Dozens of funds promoted by giant brands including Scottish Widows and the world’s largest fund management firm, Fidelity International, are returning well below expectation, and reputation, according to the system.
It has been devised by online ratings company Moneyspider.com, which rates from A – best - down to E – worst - performing funds, based on a combination of one, three and five year performance.
It considers each fund against four different parameters, including its sector, all-funds, and FTSE ranking, as well as its performance against cash.
According to Moneyspider, Scottish Widows, Standard Life, Henderson Global Investors, Legal & General, Invesco Perpetual, F & C and Fidelity all feature prominently in the lowest performance ratings.
It says Scottish Widows has the dubious distinction of having the largest number – 20 out of a total of 38 (52%) – of funds with D and E ratings.
Standard Life Investments, with 40% of its funds in the lowest ratings, while Legal & General – one of the UK’s biggest ISA providers, has nearly a third, 32%, of its funds relegated to the reject pile.
Of a total 32 UK retail funds offered by Fidelity Investments, the world’s biggest fund management house, 25% carry D and E ratings.
Tony Aherne, of Moneyspider, says: “Investors are constantly being short-changed by funds promoted by many of the largest fund management houses, which spend heavily on marketing but consistently struggle to deliver the goods with a number of their funds.
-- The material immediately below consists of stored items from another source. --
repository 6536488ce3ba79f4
pub mod controller;
pub mod model;
pub mod router;
pub mod service;

pub use model::*;
pub use router::init_auth_router;
pub mod controller;
pub mod model;
pub mod router;
pub mod service;

pub use model::*;
pub use router::init_dashboard_router;
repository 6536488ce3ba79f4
//! # MESRS CLI
//!
//! Seeding utilities used by the `mesrs-cli` binary to fill a development
//! database with universities, formations, people and their workflows.
//!
//! ```ignore
//! use mesrs_cli::seeder::{seed_all, SeedConfig};
//!
//! let config = SeedConfig::new(5).with_students(30);
//! seed_all(&pool, config).await?;
//! ```

pub mod seeder;
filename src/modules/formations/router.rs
use axum::{Router, routing::get};

use crate::modules::formations::controller::{
    create_formation, delete_formation, get_formation, list_formations, update_formation,
};
use crate::state::AppState;

pub fn init_formations_router() -> Router<AppState> {
    Router::new()
        .route("/", get(list_formations).post(create_formation))
        .route(
            "/{id}",
            get(get_formation)
                .put(update_formation)
                .delete(delete_formation),
        )
}
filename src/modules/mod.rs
pub mod academic_years;
pub mod activity;
pub mod auth;
pub mod courses;
pub mod dashboard;
pub mod enrollments;
pub mod exams;
pub mod formations;
pub mod navigation;
pub mod profiles;
pub mod scholarships;
pub mod students;
pub mod teachers;
pub mod universities;
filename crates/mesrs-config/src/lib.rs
//! # MESRS Config
//!
//! Configuration structures loaded from environment variables:
//!
//! - [`jwt`]: JWT signing secret and token lifetimes
//! - [`cors`]: Allowed origins for the dashboard client
//! - [`email`]: SMTP settings for password reset mail
//! - [`rate_limit`]: Per-IP rate limits for general and auth endpoints
//! - [`dashboard`]: Refresh intervals of the dashboard series
//!
//! ```ignore
//! use mesrs_config::{DashboardConfig, JwtConfig};
//!
//! let jwt_config = JwtConfig::from_env();
//! let dashboard = DashboardConfig::from_env();
//! ```

pub mod cors;
pub mod dashboard;
pub mod email;
pub mod jwt;
pub mod rate_limit;

pub use cors::CorsConfig;
pub use dashboard::DashboardConfig;
pub use email::EmailConfig;
pub use jwt::JwtConfig;
pub use rate_limit::RateLimitConfig;

pub(crate) fn env_or<T: std::str::FromStr>(key: &str, default: T) -> T {
    std::env::var(key)
        .ok()
        .and_then(|v| v.parse().ok())
        .unwrap_or(default)
}
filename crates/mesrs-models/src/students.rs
//! Student domain models and DTOs.
//!
//! A student is a profile attached to a university, optionally to a
//! formation and academic year. Listing joins the profile so the table can
//! show and search names and email.

use chrono::{DateTime, Datelike, NaiveDate, Utc};
use mesrs_core::PaginationParams;
use mesrs_core::serde::{deserialize_optional_bool, deserialize_optional_uuid};
use serde::{Deserialize, Serialize};
use sqlx::FromRow;
use utoipa::{IntoParams, ToSchema};
use uuid::Uuid;
use validator::Validate;

use crate::formations::StudyLevel;

#[derive(Debug, Clone, Serialize, Deserialize, FromRow, ToSchema)]
pub struct Student {
    pub id: Uuid,
    /// Matricule, e.g. `UNA20240001`
    pub student_number: String,
    pub profile_id: Uuid,
    pub first_name: String,
    pub last_name: String,
    pub email: String,
    pub phone: Option<String>,
    pub university_id: Uuid,
    pub university_name: String,
    pub formation_id: Option<Uuid>,
    pub formation_name: Option<String>,
    pub academic_year_id: Option<Uuid>,
    pub level: Option<StudyLevel>,
    pub gpa: Option<f64>,
    pub enrollment_date: NaiveDate,
    pub is_graduated: bool,
    pub graduation_date: Option<NaiveDate>,
    pub created_at: DateTime<Utc>,
    pub updated_at: DateTime<Utc>,
}

/// Creates the profile and the student record together.
#[derive(Debug, Clone, Deserialize, Validate, ToSchema)]
pub struct CreateStudentDto {
    #[validate(length(min = 1, max = 100))]
    pub first_name: String,
    #[validate(length(min = 1, max = 100))]
    pub last_name: String,
    #[validate(email)]
    pub email: String,
    #[validate(length(min = 8))]
    pub password: String,
    #[validate(length(max = 30))]
    pub phone: Option<String>,
    #[validate(length(max = 50))]
    pub national_id: Option<String>,
    pub date_of_birth: Option<NaiveDate>,
    pub university_id: Uuid,
    pub formation_id: Option<Uuid>,
    pub academic_year_id: Option<Uuid>,
    pub level: Option<StudyLevel>,
    /// Generated from the university code when omitted
    #[validate(length(min = 3, max = 30))]
    pub student_number: Option<String>,
    #[validate(range(min = 0.0, max = 20.0))]
    pub gpa: Option<f64>,
    pub enrollment_date: Option<NaiveDate>,
}

#[derive(Debug, Clone, Default, Deserialize, Validate, ToSchema)]
pub struct UpdateStudentDto {
    #[validate(length(min = 1, max = 100))]
    pub first_name: Option<String>,
    #[validate(length(min = 1, max = 100))]
    pub last_name: Option<String>,
    #[validate(email)]
    pub email: Option<String>,
    #[validate(length(max = 30))]
    pub phone: Option<String>,
    pub formation_id: Option<Uuid>,
    pub academic_year_id: Option<Uuid>,
    pub level: Option<StudyLevel>,
    #[validate(range(min = 0.0, max = 20.0))]
    pub gpa: Option<f64>,
    pub is_graduated: Option<bool>,
    pub graduation_date: Option<NaiveDate>,
}

#[derive(Debug, Deserialize, ToSchema, IntoParams)]
#[into_params(parameter_in = Query)]
pub struct StudentFilterParams {
    /// Case-insensitive substring of first name, last name, email or matricule
    pub search: Option<String>,
    pub level: Option<StudyLevel>,
    #[serde(default, deserialize_with = "deserialize_optional_uuid")]
    pub university_id: Option<Uuid>,
    #[serde(default, deserialize_with = "deserialize_optional_uuid")]
    pub formation_id: Option<Uuid>,
    #[serde(default, deserialize_with = "deserialize_optional_bool")]
    pub is_graduated: Option<bool>,
    #[serde(flatten)]
    pub pagination: PaginationParams,
}

/// Prefix of generated student numbers: university code followed by the year.
pub fn student_number_prefix(university_code: &str, enrollment_date: NaiveDate) -> String {
    format!(
        "{}{}",
        university_code.trim().to_uppercase(),
        enrollment_date.year()
    )
}

/// Next number after `highest` sharing `prefix`, padded to four digits.
pub fn next_sequence_number(prefix: &str, highest: Option<&str>) -> String {
    let next = highest
        .and_then(|number| number.strip_prefix(prefix))
        .and_then(|sequence| sequence.parse::<u32>().ok())
        .map_or(1, |sequence| sequence + 1);
    format!("{prefix}{next:04}")
}

#[cfg(test)]
mod tests {
    use super::*;

    fn valid_dto() -> CreateStudentDto {
        CreateStudentDto {
            first_name: "Aminetou".to_string(),
            last_name: "Cheikh".to_string(),
            email: "aminetou@una.mr".to_string(),
            password: "password123".to_string(),
            phone: None,
            national_id: None,
            date_of_birth: None,
            university_id: Uuid::new_v4(),
            formation_id: None,
            academic_year_id: None,
            level: Some(StudyLevel::Licence2),
            student_number: None,
            gpa: Some(14.5),
            enrollment_date: None,
        }
    }

    #[test]
    fn test_create_student_dto_validation() {
        assert!(valid_dto().validate().is_ok());

        let bad_email = CreateStudentDto {
            email: "invalid-email".to_string(),
            ..valid_dto()
        };
        assert!(bad_email.validate().is_err());

        let gpa_out_of_range = CreateStudentDto {
            gpa: Some(21.0),
            ..valid_dto()
        };
        assert!(gpa_out_of_range.validate().is_err());
    }

    #[test]
    fn test_update_student_dto_empty() {
        assert!(UpdateStudentDto::default().validate().is_ok());
    }

    #[test]
    fn test_student_number_prefix() {
        let date = NaiveDate::from_ymd_opt(2024, 10, 15).unwrap();
        assert_eq!(student_number_prefix("una", date), "UNA2024");
    }

    #[test]
    fn test_next_sequence_number() {
        assert_eq!(next_sequence_number("UNA2024", None), "UNA20240001");
        assert_eq!(
            next_sequence_number("UNA2024", Some("UNA20240041")),
            "UNA20240042"
        );
        assert_eq!(
            next_sequence_number("UNA2024", Some("UNA20249999")),
            "UNA202410000"
        );
    }

    #[test]
    fn test_next_sequence_number_ignores_foreign_format() {
        assert_eq!(
            next_sequence_number("UNA2024", Some("UNA2024-manual")),
            "UNA20240001"
        );
    }
}
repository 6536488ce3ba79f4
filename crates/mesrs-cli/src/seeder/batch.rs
//! Multi-row INSERT shared by every seeder.
//!
//! Values travel as text and are cast in SQL, so one binding loop covers
//! uuid, enum, date and numeric columns alike.

use sqlx::{Postgres, Transaction};
use uuid::Uuid;

const BATCH_SIZE: usize = 500;

pub type Row = Vec<Option<String>>;

/// A column name and the SQL type its text value is cast to.
pub type Column = (&'static str, &'static str);

/// Builds `INSERT INTO table (..) VALUES ($1::t, ..), (..) RETURNING id`.
pub fn insert_statement(table: &str, columns: &[Column], row_count: usize) -> String {
    let names: Vec<&str> = columns.iter().map(|(name, _)| *name).collect();
    let mut query = format!("INSERT INTO {table} ({}) VALUES ", names.join(", "));

    for row in 0..row_count {
        if row > 0 {
            query.push_str(", ");
        }
        query.push('(');
        for (i, (_, cast)) in columns.iter().enumerate() {
            if i > 0 {
                query.push_str(", ");
            }
            query.push_str(&format!("${}::{cast}", row * columns.len() + i + 1));
        }
        query.push(')');
    }

    query.push_str(" RETURNING id");
    query
}

/// Inserts `rows` in chunks and returns their ids in insertion order.
pub async fn insert_rows(
    tx: &mut Transaction<'_, Postgres>,
    table: &str,
    columns: &[Column],
    rows: &[Row],
) -> Result<Vec<Uuid>, sqlx::Error> {
    let mut ids = Vec::with_capacity(rows.len());

    for chunk in rows.chunks(BATCH_SIZE) {
        let query = insert_statement(table, columns, chunk.len());
        let mut q = sqlx::query_scalar::<_, Uuid>(&query);
        for row in chunk {
            for value in row {
                q = q.bind(value.as_deref());
            }
        }
        ids.extend(q.fetch_all(&mut **tx).await?);
    }

    Ok(ids)
}

pub fn text(value: impl ToString) -> Option<String> {
    Some(value.to_string())
}

#[cfg(test)]
mod tests {
    use super::*;

    #[test]
    fn placeholders_are_numbered_across_rows() {
        let sql = insert_statement("formations", &[("code", "text"), ("level", "study_level")], 2);
        assert_eq!(
            sql,
            "INSERT INTO formations (code, level) VALUES \
             ($1::text, $2::study_level), ($3::text, $4::study_level) RETURNING id"
        );
    }
}
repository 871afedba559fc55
use anyhow::{Context, Result};
use log::info;
use rand::prelude::*;
use std::path::PathBuf;
use structopt::StructOpt;
use visualize::OutlineColor;

#[derive(Debug, Clone, StructOpt)]
/// Overlay COCO polygon annotations on a randomly chosen image
struct Args {
    #[structopt(long, default_value = "coco_annotations.json")]
    /// COCO annotation file
    pub annotations_file: PathBuf,
    #[structopt(long)]
    /// directory holding the annotated images, defaults to the
    /// annotation file's directory
    pub image_dir: Option<PathBuf>,
    #[structopt(long, default_value = "annotated.png")]
    /// rendered output file
    pub output_file: PathBuf,
    #[structopt(long)]
    /// seed of the image choice, random when omitted
    pub seed: Option<u64>,
    #[structopt(long, default_value = "255,0,0")]
    /// outline color as decimal "r,g,b" components
    pub color: OutlineColor,
}

pub fn main() -> Result<()> {
    pretty_env_logger::init();

    // parse arguments
    let Args {
        annotations_file,
        image_dir,
        output_file,
        seed,
        color,
    } = Args::from_args();

    let image_dir = image_dir
        .or_else(|| annotations_file.parent().map(|dir| dir.to_owned()))
        .unwrap_or_else(|| PathBuf::from("."));
    let mut rng = match seed {
        Some(seed) => StdRng::seed_from_u64(seed),
        None => StdRng::from_entropy(),
    };

    // render one image with its annotations
    let (file_name, image) =
        visualize::render_random_image(&annotations_file, &image_dir, &mut rng, color.0)?;
    image
        .save(&output_file)
        .with_context(|| format!("failed to write '{}'", output_file.display()))?;
    info!("rendered '{}' to '{}'", file_name, output_file.display());

    Ok(())
}
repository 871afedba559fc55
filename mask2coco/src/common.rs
pub use anyhow::{ensure, format_err, Context as _, Error, Result};
pub use futures::stream::{self, StreamExt as _};
pub use log::{error, info, warn};
pub use par_stream::prelude::*;
pub use rand::prelude::*;
pub use serde::{Deserialize, Serialize};
pub use std::{
    fs,
    path::{Path, PathBuf},
    sync::Arc,
};
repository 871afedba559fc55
use crate::common::*;

/// Converter configuration.
#[derive(Debug, Clone, Serialize, Deserialize)]
pub struct Config {
    pub dataset: DatasetConfig,
    #[serde(default)]
    pub split: SplitConfig,
    #[serde(default)]
    pub annotation: ProcessOptions,
}

impl Config {
    pub fn open<P>(path: P) -> Result<Self>
    where
        P: AsRef<Path>,
    {
        let text = fs::read_to_string(path)?;
        let config = json5::from_str(&text)?;
        Ok(config)
    }
}

/// Input and output locations.
#[derive(Debug, Clone, Serialize, Deserialize)]
pub struct DatasetConfig {
    /// Directory holding the source images.
    pub image_dir: PathBuf,
    /// Directory holding the "Mask of <image>" label masks.
    pub mask_dir: PathBuf,
    /// Directory receiving the train/ and val/ outputs.
    pub output_dir: PathBuf,
}

/// Train/validation split options.
#[derive(Debug, Clone, Serialize, Deserialize)]
pub struct SplitConfig {
    /// Fraction of the pairs put into the validation subset.
    #[serde(default = "default_val_ratio")]
    pub val_ratio: f64,
    /// Seed of the split shuffle.
    #[serde(default = "default_seed")]
    pub seed: u64,
}

impl Default for SplitConfig {
    fn default() -> Self {
        Self {
            val_ratio: default_val_ratio(),
            seed: default_seed(),
        }
    }
}

fn default_val_ratio() -> f64 {
    0.2
}

fn default_seed() -> u64 {
    42
}
//! Renders COCO polygon annotations over a source image for manual
//! inspection.

use anyhow::{bail, format_err, Context, Result};
use coco_format::CocoDataset;
use image::{Rgb, RgbImage};
use imageproc::drawing;
use rand::prelude::*;
use std::{path::Path, str::FromStr};

/// An outline color given as decimal "r,g,b" components.
#[derive(Debug, Clone, Copy, PartialEq, Eq)]
pub struct OutlineColor(pub Rgb<u8>);

impl FromStr for OutlineColor {
    type Err = anyhow::Error;

    fn from_str(text: &str) -> Result<Self> {
        let components: Vec<u8> = text
            .split(',')
            .map(|part| part.trim().parse())
            .collect::<Result<_, _>>()
            .with_context(|| format!("invalid color '{}', expected 'r,g,b'", text))?;
        match components[..] {
            [r, g, b] => Ok(Self(Rgb([r, g, b]))),
            _ => bail!("invalid color '{}', expected 'r,g,b'", text),
        }
    }
}

/// Draws every polygon annotated on the image named `file_name` as an
/// unfilled outline.
///
/// Fails when no image record of `dataset` matches `file_name`. An
/// image without annotations is left untouched.
pub fn draw_annotations(
    image: &mut RgbImage,
    dataset: &CocoDataset,
    file_name: &str,
    color: Rgb<u8>,
) -> Result<()> {
    let record = dataset
        .image_by_file_name(file_name)
        .ok_or_else(|| format_err!("no image record matches file '{}'", file_name))?;

    for ann in dataset.annotations_for_image(record.id) {
        for ring in &ann.segmentation {
            draw_ring(image, ring, color);
        }
    }

    Ok(())
}

fn draw_ring(image: &mut RgbImage, ring: &[f64], color: Rgb<u8>) {
    let points: Vec<(f32, f32)> = ring
        .chunks_exact(2)
        .map(|pair| (pair[0] as f32, pair[1] as f32))
        .collect();

    for index in 0..points.len() {
        let start = points[index];
        let end = points[(index + 1) % points.len()];
        drawing::draw_line_segment_mut(image, start, end, color);
    }
}

/// Loads the annotation file, picks one image record with `rng` and
/// renders its annotations over the source image found in `image_dir`.
///
/// Returns the chosen file name together with the rendered image.
/// Fails when the annotation file holds no image records or the chosen
/// image file is missing from `image_dir`.
pub fn render_random_image<R>(
    annotations_file: &Path,
    image_dir: &Path,
    rng: &mut R,
    color: Rgb<u8>,
) -> Result<(String, RgbImage)>
where
    R: Rng,
{
    let dataset = CocoDataset::open(annotations_file)?;
    let record = dataset.images.choose(rng).ok_or_else(|| {
        format_err!(
            "'{}' contains no image records",
            annotations_file.display()
        )
    })?;

    let image_path = image_dir.join(&record.file_name);
    let mut image = image::open(&image_path)
        .with_context(|| format!("could not read image '{}'", image_path.display()))?
        .to_rgb8();

    let file_name = record.file_name.clone();
    draw_annotations(&mut image, &dataset, &file_name, color)?;

    Ok((file_name, image))
}
use anyhow::{Context, Result};
use convert::config::Config;
use std::{path::PathBuf, sync::Arc};
use structopt::StructOpt;

#[derive(Debug, Clone, StructOpt)]
/// Convert label masks to COCO annotations
struct Args {
    #[structopt(long, default_value = "convert.json5")]
    /// configuration file
    pub config_file: PathBuf,
}

#[tokio::main]
pub async fn main() -> Result<()> {
    pretty_env_logger::init();

    // parse arguments
    let Args { config_file } = Args::from_args();
    let config = Arc::new(
        Config::open(&config_file)
            .with_context(|| format!("failed to load config file '{}'", config_file.display()))?,
    );

    // start conversion
    convert::start(config).await?;

    Ok(())
}
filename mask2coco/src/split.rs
use crate::common::*;
use crate::dataset::ImageMaskPair;

/// Train/validation partition of the paired samples.
#[derive(Debug, Clone)]
pub struct TrainValSplit {
    pub train: Vec<ImageMaskPair>,
    pub val: Vec<ImageMaskPair>,
}

/// Splits `pairs` into training and validation subsets.
///
/// The shuffle is driven by `seed` alone, so the membership of both
/// subsets is reproducible across runs. The validation subset receives
/// `ceil(n * val_ratio)` samples. No stratification is applied.
pub fn train_val_split(
    mut pairs: Vec<ImageMaskPair>,
    val_ratio: f64,
    seed: u64,
) -> Result<TrainValSplit> {
    ensure!(
        (0.0..1.0).contains(&val_ratio),
        "val_ratio must lie in [0, 1), but got {}",
        val_ratio
    );

    let mut rng = StdRng::seed_from_u64(seed);
    pairs.shuffle(&mut rng);

    let num_val = (pairs.len() as f64 * val_ratio).ceil() as usize;
    let train = pairs.split_off(num_val);

    Ok(TrainValSplit { train, val: pairs })
}
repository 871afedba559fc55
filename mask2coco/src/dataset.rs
use crate::common::*;

/// Prefix a mask file name carries in front of its image file name.
pub const MASK_NAME_PREFIX: &str = "Mask of ";

const IMAGE_EXTENSIONS: &[&str] = &["tif", "tiff", "png", "jpg", "jpeg", "bmp"];

/// An image file and its label mask, matched by the mask naming
/// convention.
#[derive(Debug, Clone, PartialEq, Eq)]
pub struct ImageMaskPair {
    pub image_path: PathBuf,
    pub mask_path: PathBuf,
}

/// The mask file name the convention assigns to `image_name`.
pub fn mask_file_name(image_name: &str) -> String {
    format!("{}{}", MASK_NAME_PREFIX, image_name)
}

fn has_image_extension(path: &Path) -> bool {
    path.extension()
        .and_then(|ext| ext.to_str())
        .map(|ext| {
            IMAGE_EXTENSIONS
                .iter()
                .any(|accepted| ext.eq_ignore_ascii_case(accepted))
        })
        .unwrap_or(false)
}

/// Scans `image_dir` and pairs every image file with its mask in
/// `mask_dir`. Image files without a matching mask are skipped.
///
/// The output follows directory listing order, which is not guaranteed
/// to be sorted.
pub fn scan_pairs(image_dir: &Path, mask_dir: &Path) -> Result<Vec<ImageMaskPair>> {
    let entries = fs::read_dir(image_dir)
        .with_context(|| format!("failed to list image directory '{}'", image_dir.display()))?;

    let mut pairs = vec![];
    for entry in entries {
        let image_path = entry?.path();
        if !has_image_extension(&image_path) {
            continue;
        }
        let file_name = match image_path.file_name().and_then(|name| name.to_str()) {
            Some(name) => name,
            None => continue,
        };
        let mask_path = mask_dir.join(mask_file_name(file_name));
        if mask_path.exists() {
            pairs.push(ImageMaskPair {
                image_path,
                mask_path,
            });
        }
    }

    Ok(pairs)
}

#[cfg(test)]
mod tests {
    use super::*;

    #[test]
    fn mask_names_follow_the_convention() {
        assert_eq!(mask_file_name("sample_01.tif"), "Mask of sample_01.tif");
    }

    #[test]
    fn scan_keeps_only_matched_image_files() {
        let root = tempfile::tempdir().unwrap();
        let image_dir = root.path().join("images");
        let mask_dir = root.path().join("masks");
        fs::create_dir_all(&image_dir).unwrap();
        fs::create_dir_all(&mask_dir).unwrap();

        fs::write(image_dir.join("a.tif"), []).unwrap();
        fs::write(image_dir.join("b.png"), []).unwrap();
        fs::write(image_dir.join("c.tif"), []).unwrap();
        fs::write(image_dir.join("notes.txt"), []).unwrap();
        fs::write(mask_dir.join("Mask of a.tif"), []).unwrap();
        fs::write(mask_dir.join("Mask of b.png"), []).unwrap();
        fs::write(mask_dir.join("Mask of notes.txt"), []).unwrap();

        let mut names: Vec<_> = scan_pairs(&image_dir, &mask_dir)
            .unwrap()
            .into_iter()
            .map(|pair| {
                pair.image_path
                    .file_name()
                    .unwrap()
                    .to_string_lossy()
                    .into_owned()
            })
            .collect();
        names.sort();

        // c.tif has no mask and notes.txt is not an image
        assert_eq!(names, vec!["a.tif", "b.png"]);
    }

    #[test]
    fn scan_fails_on_missing_image_directory() {
        let root = tempfile::tempdir().unwrap();
        let missing = root.path().join("does-not-exist");

        assert!(scan_pairs(&missing, root.path()).is_err());
    }
}
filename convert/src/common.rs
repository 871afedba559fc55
pub use anyhow::{Context as _, Result};
pub use log::info;
pub use mask2coco::{process_split, scan_pairs, train_val_split, ProcessOptions, TrainValSplit};
pub use serde::{Deserialize, Serialize};
pub use std::{
    fs,
    path::{Path, PathBuf},
    sync::Arc,
};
“But there are well over 2,000 funds available, with many small and little known funds such as Rathbone, First State, St James’s Place and Artemis turning in consistent A and B ratings.
“Despite recent falls in world stock markets as a result of the sub-prime mortgage crisis and resultant credit crunch, longer term investment planning is a solid and proven strategy for inflation beating returns.
“But investors are far too often left in the dark by their fund managers.”